# [AIM OF THE TASK]
Here are some records. Print all of them exactly.

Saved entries
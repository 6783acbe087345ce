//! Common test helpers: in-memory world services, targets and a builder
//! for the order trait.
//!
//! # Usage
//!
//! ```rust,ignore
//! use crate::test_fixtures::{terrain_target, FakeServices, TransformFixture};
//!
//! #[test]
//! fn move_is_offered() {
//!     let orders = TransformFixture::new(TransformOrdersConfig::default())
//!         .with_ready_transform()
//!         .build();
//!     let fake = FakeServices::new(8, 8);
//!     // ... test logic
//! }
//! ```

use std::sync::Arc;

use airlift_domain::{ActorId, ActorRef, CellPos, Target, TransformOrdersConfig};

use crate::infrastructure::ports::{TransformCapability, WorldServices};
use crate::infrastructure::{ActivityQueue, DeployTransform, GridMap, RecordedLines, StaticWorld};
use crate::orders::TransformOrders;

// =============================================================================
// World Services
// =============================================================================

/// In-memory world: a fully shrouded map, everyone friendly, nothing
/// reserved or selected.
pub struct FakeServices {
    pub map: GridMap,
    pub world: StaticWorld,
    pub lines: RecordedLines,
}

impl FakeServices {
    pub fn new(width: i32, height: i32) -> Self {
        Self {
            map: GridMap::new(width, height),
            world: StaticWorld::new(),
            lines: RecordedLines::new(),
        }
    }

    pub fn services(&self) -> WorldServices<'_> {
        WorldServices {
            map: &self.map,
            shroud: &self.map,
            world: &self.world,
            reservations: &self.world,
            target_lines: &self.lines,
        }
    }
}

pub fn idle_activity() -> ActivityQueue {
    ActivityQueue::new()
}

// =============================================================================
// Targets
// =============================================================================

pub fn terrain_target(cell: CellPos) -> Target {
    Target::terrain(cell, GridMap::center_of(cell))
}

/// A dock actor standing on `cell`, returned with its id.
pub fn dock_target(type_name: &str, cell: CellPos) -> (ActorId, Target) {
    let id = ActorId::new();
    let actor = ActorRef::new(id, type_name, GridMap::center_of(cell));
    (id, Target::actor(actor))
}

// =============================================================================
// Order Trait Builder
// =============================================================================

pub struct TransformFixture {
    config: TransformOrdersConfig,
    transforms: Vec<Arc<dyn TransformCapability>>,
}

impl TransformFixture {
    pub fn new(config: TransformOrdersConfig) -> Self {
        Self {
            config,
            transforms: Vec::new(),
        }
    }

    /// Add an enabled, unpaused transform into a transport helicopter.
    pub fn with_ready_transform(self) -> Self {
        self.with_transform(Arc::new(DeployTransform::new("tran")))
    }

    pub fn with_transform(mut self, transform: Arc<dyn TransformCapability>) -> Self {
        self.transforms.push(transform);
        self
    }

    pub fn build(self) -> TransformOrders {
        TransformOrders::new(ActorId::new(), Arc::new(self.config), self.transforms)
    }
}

# [ANSWER BELOW]
repository 6783acbe087345ce
//! Common test helpers: in-memory world services, targets and a builder
//! for the order trait.
//!
//! # Usage
//!
//! ```rust,ignore
//! use crate::test_fixtures::{terrain_target, FakeServices, TransformFixture};
//!
//! #[test]
//! fn move_is_offered() {
//!     let orders = TransformFixture::new(TransformOrdersConfig::default())
//!         .with_ready_transform()
//!         .build();
//!     let fake = FakeServices::new(8, 8);
//!     // ... test logic
//! }
//! ```

use std::sync::Arc;

use airlift_domain::{ActorId, ActorRef, CellPos, Target, TransformOrdersConfig};

use crate::infrastructure::ports::{TransformCapability, WorldServices};
use crate::infrastructure::{ActivityQueue, DeployTransform, GridMap, RecordedLines, StaticWorld};
use crate::orders::TransformOrders;

// =============================================================================
// World Services
// =============================================================================

/// In-memory world: a fully shrouded map, everyone friendly, nothing
/// reserved or selected.
pub struct FakeServices {
    pub map: GridMap,
    pub world: StaticWorld,
    pub lines: RecordedLines,
}

impl FakeServices {
    pub fn new(width: i32, height: i32) -> Self {
        Self {
            map: GridMap::new(width, height),
            world: StaticWorld::new(),
            lines: RecordedLines::new(),
        }
    }

    pub fn services(&self) -> WorldServices<'_> {
        WorldServices {
            map: &self.map,
            shroud: &self.map,
            world: &self.world,
            reservations: &self.world,
            target_lines: &self.lines,
        }
    }
}

pub fn idle_activity() -> ActivityQueue {
    ActivityQueue::new()
}

// =============================================================================
// Targets
// =============================================================================

pub fn terrain_target(cell: CellPos) -> Target {
    Target::terrain(cell, GridMap::center_of(cell))
}

/// A dock actor standing on `cell`, returned with its id.
pub fn dock_target(type_name: &str, cell: CellPos) -> (ActorId, Target) {
    let id = ActorId::new();
    let actor = ActorRef::new(id, type_name, GridMap::center_of(cell));
    (id, Target::actor(actor))
}

// =============================================================================
// Order Trait Builder
// =============================================================================

pub struct TransformFixture {
    config: TransformOrdersConfig,
    transforms: Vec<Arc<dyn TransformCapability>>,
}

impl TransformFixture {
    pub fn new(config: TransformOrdersConfig) -> Self {
        Self {
            config,
            transforms: Vec::new(),
        }
    }

    /// Add an enabled, unpaused transform into a transport helicopter.
    pub fn with_ready_transform(self) -> Self {
        self.with_transform(Arc::new(DeployTransform::new("tran")))
    }

    pub fn with_transform(mut self, transform: Arc<dyn TransformCapability>) -> Self {
        self.transforms.push(transform);
        self
    }

    pub fn build(self) -> TransformOrders {
        TransformOrders::new(ActorId::new(), Arc::new(self.config), self.transforms)
    }
}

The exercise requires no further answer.